Hay veces en las que ser público es lisa y llanamente una gran desventaja. Ellos (los artistas) nos tienen atrapados entre sus garras, tienen la voz y el voto, y nosotros, pobres mortales, no podemos decir ni mu.

No lo digo solamente (como seguro deben estar pensando) porque el espectáculo elegido sea un bodrio y no podamos escaparnos de la sala. Lo digo porque en estas ocasiones que menciono la cosa es bastante más sutil.
Me pasó hace muy poco.
Resulta que no hace muchos meses que estoy saliendo con un señor que es un bombón: alto, fornido, cultísimo, amable y buen amante (¿qué más se le puede pedir a la vida, chicas?), y para homenajearlo le dije: “¿No tenés ganas de ir al teatro?”. Por supuesto dijo que sí. Como ambos admiramos la producción cultural y filosófica alemana le sugerí ir a ver una de Peter Handke que daban en el Centro Cultural de la Cooperación, dirigida por Leonor Manso. Pensé que tanto el dramaturgo como la directora me garantizaban el éxito.

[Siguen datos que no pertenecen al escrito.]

use super::*;

use proptest::prelude::*;
use proptest_derive::Arbitrary;
use std::collections::BTreeMap;

fn key_strategy() -> impl Strategy<Value = Vec<u8>> {
    // A narrow alphabet makes shared prefixes, splits and regrown children
    // blocks the common case rather than the exception.
    prop::collection::vec(prop::sample::select(b"abc/".to_vec()), 0..=16)
}

#[derive(Clone, Debug, Arbitrary)]
enum Op {
    #[proptest(weight = 50)]
    Write(#[proptest(strategy = "key_strategy()")] Vec<u8>, i64),
    #[proptest(weight = 20)]
    Remove(#[proptest(strategy = "key_strategy()")] Vec<u8>),
    #[proptest(weight = 25)]
    Read(#[proptest(strategy = "key_strategy()")] Vec<u8>),
    #[proptest(weight = 5)]
    Defrag,
}

fn assert_same_content(t: &Trie, m: &BTreeMap<Vec<u8>, i64>) -> std::result::Result<(), TestCaseError> {
    prop_assert_eq!(t.entries_count(), m.len());
    for (k, v) in m {
        prop_assert_eq!(t.try_read(k), Some(*v));
    }
    let values = t.walk().filter(|e| e.value.is_some()).count();
    prop_assert_eq!(values, m.len());
    Ok(())
}

proptest! {
    #![proptest_config(ProptestConfig {
        cases: 256,
        max_shrink_iters: 10_000,
        .. ProptestConfig::default()
    })]

    #[test]
    fn prop_equivalence(
        capacity in MIN_CAPACITY..=2048usize,
        ops in prop::collection::vec(any::<Op>(), 0..=400),
    ) {
        let mut t = Trie::with_capacity(capacity).unwrap();
        let mut m: BTreeMap<Vec<u8>, i64> = BTreeMap::new();

        for op in ops {
            match op {
                Op::Write(key, value) => {
                    let before = t.as_bytes().to_vec();
                    match t.write(&key, value) {
                        Ok(()) => {
                            m.insert(key, value);
                        }
                        Err(Error::NotEnoughSpace { .. }) => {
                            prop_assert!(!m.contains_key(&key), "overwrite needs no space");
                            prop_assert_eq!(t.as_bytes(), &before[..], "rejected write left changes");
                        }
                        Err(other) => prop_assert!(false, "unexpected error {}", other),
                    }
                }
                Op::Remove(key) => {
                    prop_assert_eq!(t.remove(&key), m.remove(&key).is_some());
                }
                Op::Read(key) => {
                    prop_assert_eq!(t.try_read(&key), m.get(&key).copied());
                }
                Op::Defrag => {
                    t.defrag();
                    prop_assert_eq!(t.wasted_space(), 0);
                }
            }
            prop_assert_eq!(t.entries_count(), m.len());
        }

        prop_assert_eq!(t.validate(), Ok(()));
        assert_same_content(&t, &m)?;

        t.defrag();
        prop_assert_eq!(t.validate(), Ok(()));
        assert_same_content(&t, &m)?;
    }

    #[test]
    fn prop_defrag_twice_is_stable(
        keys in prop::collection::vec(key_strategy(), 0..=64),
        drop_every in 2usize..5,
    ) {
        let mut t = Trie::new();
        for (i, k) in keys.iter().enumerate() {
            t.write(k, i as i64).unwrap();
        }
        for k in keys.iter().step_by(drop_every) {
            t.remove(k);
        }

        t.defrag();
        let once = t.as_bytes().to_vec();
        let stats = t.stats();
        t.defrag();
        prop_assert_eq!(t.as_bytes(), &once[..]);
        prop_assert_eq!(t.stats(), stats);
        prop_assert_eq!(stats.wasted, 0);
    }

    #[test]
    fn prop_bytes_reload(keys in prop::collection::vec(key_strategy(), 1..=64)) {
        let mut t = Trie::with_capacity(4096).unwrap();
        for (i, k) in keys.iter().enumerate() {
            t.write(k, i as i64).unwrap();
        }
        let copy = Trie::from_bytes(t.as_bytes()).unwrap();
        for k in &keys {
            prop_assert_eq!(copy.try_read(k), t.try_read(k));
        }
    }
}

/// The fill-up scenario on every small capacity: whatever error ends the run,
/// everything written before it stays readable.
#[test]
fn fill_until_full_keeps_earlier_keys() {
    for capacity in (MIN_CAPACITY..=1024).step_by(8) {
        let mut t = Trie::with_capacity(capacity).unwrap();
        let mut i = 0i64;
        let err = loop {
            match t.write(i.to_string(), i) {
                Ok(()) => i += 1,
                Err(err) => break err,
            }
        };
        assert!(
            matches!(err, Error::NotEnoughSpace { .. } | Error::MaxItemsStored),
            "capacity {capacity}: {err}"
        );
        assert_eq!(t.entries_count(), i as usize, "capacity {capacity}");
        for k in 0..i {
            assert_eq!(t.try_read(k.to_string()), Some(k), "capacity {capacity}");
        }
        assert_eq!(t.validate(), Ok(()));
    }
}
//! On-buffer binary layout.
//!
//! Every structure lives inside one byte buffer and is addressed by a `u16`
//! offset from the start of that buffer. All integers are little endian, so a
//! buffer written on one host reads back identically on any other.
//!
//! ```text
//! trie header (offset 0):
//! [next_alloc:2][used_size:2][items_count:2][reserved:2]
//!
//! node header:
//! [key_offset:2][key_size:2][children_offset:2][value_offset:2]
//!
//! children block:
//! [count:1][child:2 * count]   children sorted by first fragment byte, descending
//!
//! value slot:
//! [value:8]                    i64
//! ```
//!
//! A `children_offset` or `value_offset` of 0 means "absent": offset 0 is the
//! trie header and can never hold a node's data.

/// Size of the trie header at offset 0.
pub const HEADER_SIZE: usize = 8;
/// Size of a node header.
pub const NODE_HEADER_SIZE: usize = 8;
/// Size of a value slot.
pub const VALUE_SIZE: usize = 8;
/// Size of one entry in a children block.
pub const CHILD_REF_SIZE: usize = 2;
/// The root node is always materialized directly after the trie header.
pub const ROOT_OFFSET: usize = HEADER_SIZE;
/// Longest key accepted by `write`.
pub const MAX_KEY_LEN: usize = u8::MAX as usize;
/// Children per node are bounded by the one-byte count.
pub const MAX_CHILDREN: usize = u8::MAX as usize;
/// Largest representable `items_count`.
pub const MAX_ITEMS: u16 = u16::MAX;
/// Allocations must stay addressable as a signed 16-bit offset.
pub const OFFSET_CEILING: usize = i16::MAX as usize;

/// Offset of a node header inside the buffer.
///
/// Only valid until the next structural mutation; `defrag` relocates every
/// node and invalidates all previously obtained refs.
#[derive(Clone, Copy, Debug, PartialEq, Eq)]
#[repr(transparent)]
pub(crate) struct NodeRef(u16);

impl NodeRef {
    pub(crate) const ROOT: NodeRef = NodeRef(ROOT_OFFSET as u16);

    #[inline]
    pub(crate) fn new(off: u16) -> Self {
        debug_assert!(off as usize >= HEADER_SIZE);
        Self(off)
    }

    #[inline]
    pub(crate) fn raw(self) -> u16 {
        self.0
    }

    #[inline]
    pub(crate) fn offset(self) -> usize {
        self.0 as usize
    }
}

#[inline]
pub(crate) fn read_u16(buf: &[u8], at: usize) -> u16 {
    u16::from_le_bytes([buf[at], buf[at + 1]])
}

#[inline]
pub(crate) fn write_u16(buf: &mut [u8], at: usize, v: u16) {
    buf[at..at + 2].copy_from_slice(&v.to_le_bytes());
}

#[inline]
pub(crate) fn read_i64(buf: &[u8], at: usize) -> i64 {
    let mut b = [0u8; VALUE_SIZE];
    b.copy_from_slice(&buf[at..at + VALUE_SIZE]);
    i64::from_le_bytes(b)
}

#[inline]
pub(crate) fn write_i64(buf: &mut [u8], at: usize, v: i64) {
    buf[at..at + VALUE_SIZE].copy_from_slice(&v.to_le_bytes());
}

/// Key bytes reserved by a freshly written node.
///
/// Rounds up to the next multiple of 8, and adds a whole unit when `len` is
/// already a multiple of 8 (`8 -> 16`, `0 -> 8`).
#[inline]
pub(crate) fn aligned_key_size(len: usize) -> usize {
    len + 8 - len % 8
}

/// Footprint of a node created by `write`: header, padded key, value slot.
#[inline]
pub(crate) fn new_node_size(key_len: usize) -> usize {
    NODE_HEADER_SIZE + aligned_key_size(key_len) + VALUE_SIZE
}

#[inline]
pub(crate) fn children_block_size(count: usize) -> usize {
    1 + CHILD_REF_SIZE * count
}

/// Decoded trie header.
#[derive(Clone, Copy, Debug, PartialEq, Eq)]
pub(crate) struct TrieHeader {
    pub(crate) next_alloc: u16,
    pub(crate) used_size: u16,
    pub(crate) items_count: u16,
}

impl TrieHeader {
    pub(crate) fn empty() -> Self {
        Self {
            next_alloc: HEADER_SIZE as u16,
            used_size: HEADER_SIZE as u16,
            items_count: 0,
        }
    }

    #[inline]
    pub(crate) fn read(buf: &[u8]) -> Self {
        Self {
            next_alloc: read_u16(buf, 0),
            used_size: read_u16(buf, 2),
            items_count: read_u16(buf, 4),
        }
    }

    #[inline]
    pub(crate) fn write(self, buf: &mut [u8]) {
        write_u16(buf, 0, self.next_alloc);
        write_u16(buf, 2, self.used_size);
        write_u16(buf, 4, self.items_count);
        write_u16(buf, 6, 0);
    }

    #[inline]
    pub(crate) fn wasted(self) -> usize {
        (self.next_alloc as usize).saturating_sub(self.used_size as usize)
    }
}

/// Decoded node header.
#[derive(Clone, Copy, Debug, PartialEq, Eq)]
pub(crate) struct NodeHeader {
    pub(crate) key_offset: u16,
    pub(crate) key_size: u16,
    pub(crate) children_offset: u16,
    pub(crate) value_offset: u16,
}

impl NodeHeader {
    #[inline]
    pub(crate) fn read(buf: &[u8], node: NodeRef) -> Self {
        let o = node.offset();
        Self {
            key_offset: read_u16(buf, o),
            key_size: read_u16(buf, o + 2),
            children_offset: read_u16(buf, o + 4),
            value_offset: read_u16(buf, o + 6),
        }
    }

    #[inline]
    pub(crate) fn write(self, buf: &mut [u8], node: NodeRef) {
        let o = node.offset();
        write_u16(buf, o, self.key_offset);
        write_u16(buf, o + 2, self.key_size);
        write_u16(buf, o + 4, self.children_offset);
        write_u16(buf, o + 6, self.value_offset);
    }

    #[inline]
    pub(crate) fn has_value(self) -> bool {
        self.value_offset != 0
    }

    #[inline]
    pub(crate) fn has_children(self) -> bool {
        self.children_offset != 0
    }

    #[inline]
    pub(crate) fn fragment(self, buf: &[u8]) -> &[u8] {
        let start = self.key_offset as usize;
        &buf[start..start + self.key_size as usize]
    }

    #[inline]
    pub(crate) fn value(self, buf: &[u8]) -> Option<i64> {
        self.has_value()
            .then(|| read_i64(buf, self.value_offset as usize))
    }
}

/// Writes a brand-new node at `node`: header, then the fragment, then the
/// value slot after the padded key area.
pub(crate) fn write_new_node(buf: &mut [u8], node: NodeRef, fragment: &[u8], value: i64) {
    let key_offset = node.offset() + NODE_HEADER_SIZE;
    let value_offset = key_offset + aligned_key_size(fragment.len());
    buf[key_offset..key_offset + fragment.len()].copy_from_slice(fragment);
    write_i64(buf, value_offset, value);
    NodeHeader {
        key_offset: key_offset as u16,
        key_size: fragment.len() as u16,
        children_offset: 0,
        value_offset: value_offset as u16,
    }
    .write(buf, node);
}

#[inline]
pub(crate) fn children_count(buf: &[u8], block: u16) -> usize {
    buf[block as usize] as usize
}

#[inline]
pub(crate) fn child_slot(block: u16, idx: usize) -> usize {
    block as usize + 1 + idx * CHILD_REF_SIZE
}

#[inline]
pub(crate) fn child_at(buf: &[u8], block: u16, idx: usize) -> u16 {
    read_u16(buf, child_slot(block, idx))
}

#[inline]
pub(crate) fn set_child_at(buf: &mut [u8], block: u16, idx: usize, child: NodeRef) {
    write_u16(buf, child_slot(block, idx), child.raw());
}

/// First byte of a child's fragment; children never carry empty fragments.
#[inline]
pub(crate) fn first_key_byte(buf: &[u8], node: NodeRef) -> u8 {
    let header = NodeHeader::read(buf, node);
    debug_assert!(header.key_size > 0, "child node with empty fragment");
    buf[header.key_offset as usize]
}
//! Compaction.
//!
//! The live tree is copied depth-first into a fresh buffer of the same size.
//! Each node is placed at the bump pointer with an exact footprint (no key
//! padding, no value slot for path-only nodes, a children block sized for the
//! children it actually has). A child's new offset is only known once it has
//! been placed, so the worklist carries the slot in the parent's new children
//! block that must be patched at that point.

use smallvec::{smallvec, SmallVec};
use tracing::{debug, error};

use crate::alloc;
use crate::error::Result;
use crate::layout::{
    child_at, child_slot, children_block_size, children_count, write_i64, write_u16,
    NodeHeader, NodeRef, TrieHeader, NODE_HEADER_SIZE, VALUE_SIZE,
};
use crate::Trie;

/// A node still to be copied: its offset in the old buffer and the slot in
/// the new buffer that must receive its new offset (none for the root).
type Pending = (NodeRef, Option<usize>);

impl Trie {
    /// Rebuilds the trie so that no wasted space remains.
    ///
    /// Content is unchanged; every node moves, so offsets obtained before the
    /// call are stale. The rebuild goes into a shadow buffer that replaces the
    /// current one only once it is complete.
    pub fn defrag(&mut self) {
        let before = TrieHeader::read(&self.buf);
        let mut fresh = vec![0u8; self.buf.len()].into_boxed_slice();

        match compact_into(&self.buf, &mut fresh, self.limit) {
            Ok(nodes) => {
                self.buf = fresh;
                let after = TrieHeader::read(&self.buf);
                debug!(
                    nodes,
                    items = after.items_count,
                    next_alloc_before = before.next_alloc,
                    next_alloc_after = after.next_alloc,
                    reclaimed = before.next_alloc.saturating_sub(after.next_alloc),
                    "trie compacted"
                );
                if self.config.validate_after_defrag {
                    // validate() logs the violation itself.
                    let _ = self.validate();
                }
            }
            Err(err) => {
                error!(%err, "defrag aborted, buffer left untouched");
            }
        }
    }
}

/// Copies the tree rooted in `old` into `fresh`; returns the number of nodes
/// placed.
fn compact_into(old: &[u8], fresh: &mut [u8], limit: usize) -> Result<usize> {
    TrieHeader::empty().write(fresh);
    if TrieHeader::read(old).items_count == 0 {
        return Ok(0);
    }

    let mut pending: SmallVec<[Pending; 32]> = smallvec![(NodeRef::ROOT, None)];
    let mut items = 0u16;
    let mut placed = 0usize;

    while let Some((source, slot)) = pending.pop() {
        let node = NodeHeader::read(old, source);
        let fragment = node.fragment(old);
        let child_count = if node.has_children() {
            children_count(old, node.children_offset)
        } else {
            0
        };

        let mut size = NODE_HEADER_SIZE + fragment.len();
        if node.has_value() {
            size += VALUE_SIZE;
        }
        if child_count > 0 {
            size += children_block_size(child_count);
        }

        let at = alloc::allocate(fresh, limit, size)?;
        let target = NodeRef::new(at);
        if let Some(slot) = slot {
            write_u16(fresh, slot, at);
        }

        let key_offset = target.offset() + NODE_HEADER_SIZE;
        fresh[key_offset..key_offset + fragment.len()].copy_from_slice(fragment);
        let mut cursor = key_offset + fragment.len();

        let value_offset = match node.value(old) {
            Some(v) => {
                let at = cursor;
                write_i64(fresh, at, v);
                items += 1;
                cursor += VALUE_SIZE;
                at
            }
            None => 0,
        };

        let children_offset = if child_count > 0 {
            let block = cursor as u16;
            fresh[cursor] = child_count as u8;
            for i in 0..child_count {
                let child = child_at(old, node.children_offset, i);
                pending.push((NodeRef::new(child), Some(child_slot(block, i))));
            }
            block
        } else {
            0
        };

        NodeHeader {
            key_offset: key_offset as u16,
            key_size: fragment.len() as u16,
            children_offset,
            value_offset: value_offset as u16,
        }
        .write(fresh, target);
        placed += 1;
    }

    let mut header = TrieHeader::read(fresh);
    header.items_count = items;
    header.write(fresh);
    Ok(placed)
}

La cuestión es que quedamos en encontrarnos en la puerta. Llegué antes, saqué las dos entradas (¡cómo me dolieron esos cien mangos!), y ncuando mi candidato se hizo presente entramos en la sala en cuestión.
Empezó el espectáculo. Y a los 35 / 40 minutos llegó a su fin, un fin que solo pudo ser percibido por el público presente gracias al pequeño detalle de que los actores dejaron de actuar y se dirigieron a proscenio en busca de aplausos.
Resultado: aplausos apagados, de compromiso, puestos en práctica por personas que mientras hacían chocar sus palmas seguramente pensaban: ¿Y esto?.
Creo que cobrarle a la gente 50 pesos (hoy en día no es poca plata) para ver un experimento de 40 minutos sin advertírselo es, por lo menos, deslealtad comercial. De lo artístico que opinen los criticos.
Yo, público, he dicho.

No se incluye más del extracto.